Max was silent, even his thumb stopped moving on Ash’s hoodie. He stayed quiet for a long time, but his arm was still around Ash and he still felt safe. Was this what it was meant to be like to have a dad? To have someone looking after him?

“Will you be able to eat something now? If I get you something?” Max asked quietly.

Ash shrugged against him.

“I don’t want to put you in the hospital – it’d be too dangerous,” Max continued. He paused, then said the magic words. “Eiji wouldn’t want to either.”

“I know,” Ash said. He gritted his jaw – it was hardly his choice anymore, but no one seemed to understand that. He didn’t even understand that. “I can manage soup – tinned soup – I guess.”

“Now?” Max stood – ready to help. He was always so ready to help, even if it meant giving up everything. Even if it meant giving up everything so Ash could protect the boy he loved. The eagerness – the thought – turned Ash’s stomach. No, he couldn’t eat anything.

Ash shrugged. His lips twitched. “Now? I could go for a cigarette?”

“Cigarettes make you lose your appetite,” but Max was fishing one out of his pocket, just to hold in his mouth.

“So? What’s the harm now?”

“You’re not funny.”

“Then why are you smiling?”

“Because,” Max paused and looked at him with that _dad_ smile – all crinkled, sparkly eyes – then ruffled Ash’s hair with a large hand. “You’re back to being you.”

“A sarcastic little shit?” Ash leant back on his hands, his hair falling into his eyes. He grinned and hoped he looked like a normal teenager taking the mickey. That was what he wanted to be – not the other stuff.

“Yeah, basically.”

Ash scoffed. Then he bit his lip. He didn’t want to say it – he used to think that he’d rather die than say it to Max. But he didn’t feel like complete and utter shit, and that was partly – if he was going to do this then he had to only use ‘partly’ – because of Max. Because if Max had known, he would have tried to find him. It didn’t matter that he wouldn’t have been able to do anything, because he had appeared within twenty-four hours at Ash’s door. So, he had to say it, however much it might hurt.

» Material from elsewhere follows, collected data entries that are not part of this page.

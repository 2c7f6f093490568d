use std::collections::HashMap;
use std::path::{Path, PathBuf};
use tracing::{debug, info, warn};

use super::data::{EntryId, FileEntry, Preview};
use crate::error::{AppError, Result};
use crate::pdf::convert::{self, ConvertOptions};
use crate::pdf::{rotate, thumbnail, PageRenderer};

/// Result of a successful conversion
#[derive(Debug, Clone, PartialEq)]
pub struct Conversion {
    /// The PDF that was converted and dropped from the list
    pub source: PathBuf,
    /// JPG files written, in page order
    pub outputs: Vec<PathBuf>,
}

/// Result of a successful rotation
#[derive(Debug, Clone, PartialEq)]
pub struct Rotation {
    pub source: PathBuf,
    pub rotated: PathBuf,
}

/// The FileList owns the PDFs the user picked and their previews.
///
/// Entries keep insertion order. Previews are keyed by `EntryId` and every
/// entry always has exactly one preview. Adding or removing entries rebuilds
/// the whole preview cache; rotation refreshes only the rotated entry.
pub struct FileList {
    entries: Vec<FileEntry>,
    previews: HashMap<EntryId, Preview>,
    selected: Option<EntryId>,
    next_id: u64,
    thumbnail_size: u32,
}

impl FileList {
    pub fn new(thumbnail_size: u32) -> Self {
        Self {
            entries: Vec::new(),
            previews: HashMap::new(),
            selected: None,
            next_id: 0,
            thumbnail_size,
        }
    }

    pub fn entries(&self) -> &[FileEntry] {
        &self.entries
    }

    pub fn len(&self) -> usize {
        self.entries.len()
    }

    pub fn is_empty(&self) -> bool {
        self.entries.is_empty()
    }

    pub fn preview(&self, id: EntryId) -> Option<&Preview> {
        self.previews.get(&id)
    }

    pub fn selected_id(&self) -> Option<EntryId> {
        self.selected
    }

    pub fn selected(&self) -> Option<&FileEntry> {
        self.selected.and_then(|id| self.entry(id))
    }

    /// Select the row for `id`. Unknown ids are ignored.
    pub fn select(&mut self, id: EntryId) -> bool {
        if self.position(id).is_some() {
            self.selected = Some(id);
            true
        } else {
            false
        }
    }

    pub fn contains_path(&self, path: &Path) -> bool {
        self.entries.iter().any(|entry| entry.path == path)
    }

    fn entry(&self, id: EntryId) -> Option<&FileEntry> {
        self.entries.iter().find(|entry| entry.id == id)
    }

    fn position(&self, id: EntryId) -> Option<usize> {
        self.entries.iter().position(|entry| entry.id == id)
    }

    fn selected_position(&self) -> Result<usize> {
        self.selected
            .and_then(|id| self.position(id))
            .ok_or(AppError::NoSelection)
    }

    /// Append every path not already in the list, then rebuild the previews.
    /// Returns how many entries were added.
    pub fn add_files<I>(&mut self, paths: I, renderer: &dyn PageRenderer) -> usize
    where
        I: IntoIterator<Item = PathBuf>,
    {
        let mut added = 0;
        for path in paths {
            if self.contains_path(&path) {
                debug!("Skipping duplicate {}", path.display());
                continue;
            }
            let id = EntryId::new(self.next_id);
            self.next_id += 1;
            self.entries.push(FileEntry { id, path });
            added += 1;
        }

        info!("📄 Added {} files ({} in list)", added, self.entries.len());
        self.rebuild(renderer);
        added
    }

    /// Remove the selected entry and rebuild the previews
    pub fn remove_selected(&mut self, renderer: &dyn PageRenderer) -> Result<FileEntry> {
        let position = self.selected_position()?;
        let removed = self.entries.remove(position);
        self.selected = None;

        info!("🗑️ Removed {}", removed.path.display());
        self.rebuild(renderer);
        Ok(removed)
    }

    /// Convert the selected PDF to JPG files named after `label`.
    ///
    /// On success the entry leaves the list. On failure nothing changes, so
    /// the user can retry.
    pub fn convert_selected(
        &mut self,
        label: Option<&str>,
        options: &ConvertOptions,
        renderer: &dyn PageRenderer,
    ) -> Result<Conversion> {
        let position = self.selected_position()?;
        let source = self.entries[position].path.clone();

        let outputs = convert::convert_pdf(renderer, &source, label, options)?;

        let removed = self.entries.remove(position);
        self.previews.remove(&removed.id);
        self.selected = None;

        Ok(Conversion { source, outputs })
    }

    /// Rotate every page of the selected PDF into a `_rotated` sibling and
    /// point the entry at the new file.
    ///
    /// The entry keeps its id and position; only its preview is re-rendered.
    /// Refused when the rotated file is already listed, so it is never
    /// overwritten and no path appears twice.
    pub fn rotate_selected(&mut self, renderer: &dyn PageRenderer) -> Result<Rotation> {
        let position = self.selected_position()?;
        let source = self.entries[position].path.clone();
        let rotated = rotate::rotated_path(&source);
        if self.contains_path(&rotated) {
            return Err(AppError::AlreadyListed(rotated));
        }

        rotate::rotate_pages(&source, &rotated)?;

        let preview = self.render_preview(&rotated, renderer);
        let entry = &mut self.entries[position];
        entry.path = rotated.clone();
        self.previews.insert(entry.id, preview);

        Ok(Rotation { source, rotated })
    }

    /// Drop every preview and render a fresh one per entry, in list order
    pub fn rebuild(&mut self, renderer: &dyn PageRenderer) {
        self.previews.clear();

        let previews: Vec<(EntryId, Preview)> = self
            .entries
            .iter()
            .map(|entry| (entry.id, self.render_preview(&entry.path, renderer)))
            .collect();
        self.previews.extend(previews);

        debug!("Rebuilt {} previews", self.previews.len());
    }

    fn render_preview(&self, path: &Path, renderer: &dyn PageRenderer) -> Preview {
        match renderer.render_first_page(path) {
            Ok(page) => Preview::Ready(thumbnail::from_page(&page, self.thumbnail_size)),
            Err(e) => {
                warn!("⚠️  No preview for {}: {}", path.display(), e);
                Preview::Unavailable(e.to_string())
            }
        }
    }
}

“Hey, Max?” he waited until the man turned to him and gave his lip a final bite. “Thanks.”

He had been expecting just a _snippet_ of gratitude or maybe even a little surprise. As sickening as a heartfelt moment would have been, he _supposed_ he could have dealt with it.

Instead, Max leant towards him, a hand cupped around his ear.

“What’s that?” he asked. “I couldn’t quite hear you.”

“I said ‘fuck you.’”

“That’s what I thought,” Max was grinning now, the cigarette still balanced in his mouth.

“I don’t know why I let you in.”

“Because I’m going to make you tinned soup – just how Eiji does,” he was rifling through their cupboards. It was all tinned foods and stuff that couldn’t go off. Stuff that didn’t require a lot of effort to make.

“How’d you know Eiji did that?”

“Because it was the only thing you’d eat,” Max put the tin down on the counter with a loud clink. “And you just told me. Journalist, remember.”

Ash frowned at him. He hated being so easy to read – hated how it was so obvious how much he treasured Eiji. Max annoyed him when he was like that.

But he knew just how to annoy Max.

“Are you going to make sure I eat every last mouthful like a good boy, dad?” he smiled sweetly, catching Max’s wince.

“You bet,” Max flicked the hob on and lit his cigarette off of it, still grinning.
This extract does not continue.